Tales From the South: The Nesting Loon
Mei and Jin
When we finally met her in the lobby of our hotel, I was crying so hard that I couldn’t even focus (our daughter loves to hear how we skipped the part where all the parents hang around to admire their own and others’ babies, and instead I grabbed her under my arm like a football and raced back to our room).

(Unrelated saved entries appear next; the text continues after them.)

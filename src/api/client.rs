//! Uncached backend client: URL building, request deadline, status and body checks.

use reqwest::{Method, StatusCode};
use serde::{de::DeserializeOwned, Serialize};
use std::sync::Arc;
use std::time::Duration;
use tracing::{debug, warn};
use url::Url;

use super::error::{ApiError, Operation, Result};
use super::transport::{HttpRequest, HttpResponse, Transport};
use super::types::{
  Department, Employee, MoodEntry, MoodEntryId, MoodEntryInput, WellBeingAlert,
};

/// Default per-request deadline.
pub const DEFAULT_TIMEOUT: Duration = Duration::from_secs(10);

const MOOD_ENTRIES_PATH: &str = "humor";
const EMPLOYEES_PATH: &str = "empregado";
const DEPARTMENTS_PATH: &str = "departamento";
const ALERTS_PATH: &str = "alerta";

/// Backend client wrapper
pub struct ApiClient<T: Transport> {
  transport: Arc<T>,
  base_url: Url,
  timeout: Duration,
}

impl<T: Transport> Clone for ApiClient<T> {
  fn clone(&self) -> Self {
    Self {
      transport: Arc::clone(&self.transport),
      base_url: self.base_url.clone(),
      timeout: self.timeout,
    }
  }
}

impl<T: Transport> ApiClient<T> {
  pub fn new(base_url: &str, transport: T) -> Result<Self> {
    Ok(Self {
      transport: Arc::new(transport),
      base_url: normalize_base_url(base_url)?,
      timeout: DEFAULT_TIMEOUT,
    })
  }

  pub fn with_timeout(mut self, timeout: Duration) -> Self {
    self.timeout = timeout;
    self
  }

  fn endpoint(&self, path: &str) -> Result<Url> {
    Ok(self.base_url.join(path)?)
  }

  /// Send a request, racing it against the deadline.
  ///
  /// When the deadline fires the in-flight future is dropped, which aborts
  /// the request. Non-success statuses are turned into `ApiError::Http`.
  async fn execute(
    &self,
    operation: Operation,
    method: Method,
    url: Url,
    body: Option<Vec<u8>>,
  ) -> Result<HttpResponse> {
    debug!(%method, %url, "sending request to {}", operation);
    let request = HttpRequest { method, url, body };

    let response = tokio::time::timeout(self.timeout, self.transport.send(request))
      .await
      .map_err(|_| {
        warn!(timeout_ms = self.timeout.as_millis() as u64, "{} timed out", operation);
        ApiError::Timeout {
          operation,
          timeout: self.timeout,
        }
      })?
      .map_err(|source| ApiError::Network { operation, source })?;

    if !response.status.is_success() {
      warn!(status = %response.status, "{} failed", operation);
      return Err(ApiError::Http {
        operation,
        status: response.status,
      });
    }

    Ok(response)
  }

  async fn get_json<R: DeserializeOwned>(&self, operation: Operation, path: &str) -> Result<R> {
    let url = self.endpoint(path)?;
    let response = self.execute(operation, Method::GET, url, None).await?;
    decode(operation, &response)
  }

  async fn send_json<B: Serialize, R: DeserializeOwned>(
    &self,
    operation: Operation,
    method: Method,
    path: &str,
    body: &B,
  ) -> Result<R> {
    let url = self.endpoint(path)?;
    let body = serde_json::to_vec(body).map_err(|source| ApiError::Encode { operation, source })?;
    let response = self.execute(operation, method, url, Some(body)).await?;
    decode(operation, &response)
  }

  /// Get all mood entries
  pub async fn list_mood_entries(&self) -> Result<Vec<MoodEntry>> {
    self
      .get_json(Operation::ListMoodEntries, MOOD_ENTRIES_PATH)
      .await
  }

  pub async fn create_mood_entry(&self, input: &MoodEntryInput) -> Result<MoodEntry> {
    self
      .send_json(Operation::CreateMoodEntry, Method::POST, MOOD_ENTRIES_PATH, input)
      .await
  }

  pub async fn update_mood_entry(&self, id: MoodEntryId, input: &MoodEntryInput) -> Result<MoodEntry> {
    let path = format!("{}/{}", MOOD_ENTRIES_PATH, id);
    self
      .send_json(Operation::UpdateMoodEntry, Method::PUT, &path, input)
      .await
  }

  /// Delete a mood entry. Returns true only when the backend answers 204.
  pub async fn delete_mood_entry(&self, id: MoodEntryId) -> Result<bool> {
    let url = self.endpoint(&format!("{}/{}", MOOD_ENTRIES_PATH, id))?;
    let response = self
      .execute(Operation::DeleteMoodEntry, Method::DELETE, url, None)
      .await?;
    Ok(response.status == StatusCode::NO_CONTENT)
  }

  /// Get all employees
  pub async fn list_employees(&self) -> Result<Vec<Employee>> {
    self.get_json(Operation::ListEmployees, EMPLOYEES_PATH).await
  }

  /// Get all departments
  pub async fn list_departments(&self) -> Result<Vec<Department>> {
    self
      .get_json(Operation::ListDepartments, DEPARTMENTS_PATH)
      .await
  }

  /// Get all well-being alerts
  pub async fn list_alerts(&self) -> Result<Vec<WellBeingAlert>> {
    self.get_json(Operation::ListAlerts, ALERTS_PATH).await
  }
}

fn decode<R: DeserializeOwned>(operation: Operation, response: &HttpResponse) -> Result<R> {
  serde_json::from_slice(&response.body).map_err(|source| ApiError::Parse { operation, source })
}

/// Parse the base URL and make sure its path ends with `/` so that joining
/// `humor` onto `http://host/api` yields `http://host/api/humor`.
fn normalize_base_url(raw: &str) -> Result<Url> {
  let mut url = Url::parse(raw.trim())?;
  if !url.path().ends_with('/') {
    let path = format!("{}/", url.path());
    url.set_path(&path);
  }
  Ok(url)
}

I would describe myself as impatient under the best of circumstances, but my two-year wait for Mei Li made impatience one of my core competencies, along with anxiety, despair, agitation and paranoia. Not only was I a bit long in the tooth, but I convinced myself that even those who had neither the desire nor the paperwork would be blessed with a child — except me. I would be denied my heart because it had to be obvious to everyone that I wasn’t mother material. I wasn’t the kind of woman who stopped to coo at every baby, who loved all children and felt a rush of maternal tenderness at their appearance. I thought far too many of them were no-neck monsters who sucked up their parents’ time, energy and disposable income. In fact, I had never had any desire for children until I met John, who once told my mother that after our initial introduction, I basically said, “I’m Susan, and I want to have your children.”

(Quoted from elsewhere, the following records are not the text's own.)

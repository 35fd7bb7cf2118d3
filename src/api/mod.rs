//! Backend API module.
//! Typed client, transport seam and caching wrapper for the well-being REST API.

pub mod cache;
pub mod cached_client;
pub mod client;
pub mod error;
pub mod transport;
pub mod types;

pub use cached_client::CachedApiClient;
pub use error::ApiError;
pub use types::*;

Although we decided on her name four months into the wait, I did not buy anything for her: no clothes, no toys, no crib, no music, no books — although I did break down and buy The Owl and The Pussycat a few months before bringing her home. Why bother — she would never come home to me. She would go to one of those mothers you read about who is not only musical and artistic and able to host perfect tea parties … who is also the earth mother … who makes you feel as if you’ve known her all your life upon first meeting her in her cozy kitchen where all the neighborhood mothers and children gather to bask in her glow and eat her homemade cookies. That mother would be waiting calmly, humming while she embroidered sheets, curtains and mother-daughter outfits. She would perfect her Mandarin during the wait. She would record lullabies she wrote to soothe her little one to sleep. She would be worried only that she wouldn’t be able to finish handcarving the rocking chair and cradle, blocks, and matching chess and checkerboard set. She made me look like Medea, except I didn’t dress as well.

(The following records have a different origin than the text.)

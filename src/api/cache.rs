//! Caching implementations for backend types.

use crate::cache::{Cacheable, QueryKey};

use super::types::{Department, Employee, MoodEntry, WellBeingAlert};

// ============================================================================
// Cacheable implementations
// ============================================================================

impl Cacheable for MoodEntry {
  fn entity_type() -> &'static str {
    "mood_entry"
  }
}

impl Cacheable for Employee {
  fn entity_type() -> &'static str {
    "employee"
  }
}

impl Cacheable for Department {
  fn entity_type() -> &'static str {
    "department"
  }
}

impl Cacheable for WellBeingAlert {
  fn entity_type() -> &'static str {
    "alert"
  }
}

// ============================================================================
// Query key types
// ============================================================================

/// One cache key per list endpoint. The backend takes no query parameters,
/// so a key never needs more than the resource it names.
#[derive(Clone, Copy, Debug, PartialEq, Eq)]
pub enum ResourceKey {
  MoodEntries,
  Employees,
  Departments,
  Alerts,
}

impl QueryKey for ResourceKey {
  fn cache_key(&self) -> String {
    match self {
      Self::MoodEntries => "registros-humor",
      Self::Employees => "empregados",
      Self::Departments => "departamentos",
      Self::Alerts => "alertas",
    }
    .to_string()
  }

  fn description(&self) -> String {
    match self {
      Self::MoodEntries => "mood entries",
      Self::Employees => "employees",
      Self::Departments => "departments",
      Self::Alerts => "alerts",
    }
    .to_string()
  }
}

Among my worries, in case a miracle happened and we did bring her home, were, in no special order: she won’t like us; we won’t like her; she’ll be ugly; I won’t be able to really love her and vice versa; she’ll cry all the time; I’ll discover that I don’t want to be a mother and then it’s too late and I’m stuck with her; I’m WAY too old; we don’t have enough money and she’ll end up working at King McTaco the rest of her life because we can’t afford college for her; I was going to have to return to work and what’s the point of flying across the Big Pond to bring home a baby and then abandon her to strangers at day care; we’ll both lose our jobs and be homeless … and these don’t include the really crazy ones.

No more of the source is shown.